Millington and Rolfs had to be satisfied with that, so far as I was concerned, for although I spoke to Isobel frequently on the subject of chickens she had not changed. I silenced Millington by telling him I would have chickens long before he ever succeeded in taking Isobel and me to Port Lafayette in his automobile.

“If that is all you are waiting for,” he said, “we will start to-morrow,” and so we did; but that was all.
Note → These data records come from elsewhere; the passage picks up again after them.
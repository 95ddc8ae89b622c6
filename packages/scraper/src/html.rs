//! Helpers for reading text out of parsed HTML documents.
//!
//! Results are always returned in document order; extraction rules
//! downstream rely on first-match semantics.

use scraper::{ElementRef, Html, Selector};

use crate::ScrapeError;

/// Parses a CSS selector string, returning a [`ScrapeError`] on failure.
///
/// # Errors
///
/// Returns [`ScrapeError::Selector`] if `selector` is not valid CSS.
pub fn parse_selector(selector: &str) -> Result<Selector, ScrapeError> {
    Selector::parse(selector).map_err(|e| ScrapeError::Selector {
        selector: selector.to_owned(),
        message: e.to_string(),
    })
}

/// Concatenates all text beneath `element` and trims surrounding whitespace.
#[must_use]
pub fn element_text(element: ElementRef<'_>) -> String {
    element.text().collect::<String>().trim().to_owned()
}

/// Returns the trimmed text of every element matching `selector`, in
/// document order.
#[must_use]
pub fn select_texts(document: &Html, selector: &Selector) -> Vec<String> {
    document.select(selector).map(element_text).collect()
}

/// Returns the trimmed text of the first element matching `selector`.
#[must_use]
pub fn first_text(document: &Html, selector: &Selector) -> Option<String> {
    document.select(selector).next().map(element_text)
}

/// Returns the value of `attr` for every matching element that has it, in
/// document order.
#[must_use]
pub fn select_attrs(document: &Html, selector: &Selector, attr: &str) -> Vec<String> {
    document
        .select(selector)
        .filter_map(|el| el.value().attr(attr))
        .map(str::to_owned)
        .collect()
}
Millington and Rolfs, during the winter, worked off some of their surplus chicken energy writing letters to the poultry periodicals. My friends in town began asking me why I did not keep chickens when I lived near to such chicken experts as Rolfs and Millington, by whose experience I could profit; but the worst came one day on the train when Rolfs actually had the assurance to offer me a setting of his White Wyandotte eggs. I blame Rolfs and Millington for acting in this way. No man should brag about chickens he has not; I only bragged about those I meant to get.

By the time spring put forth her tender leaves, Rolfs and Millington were so deep in their imaginary chicken business that they talked nothing else, and all their spare time was spent in my yard, urging me to hurry a little and get the chickens.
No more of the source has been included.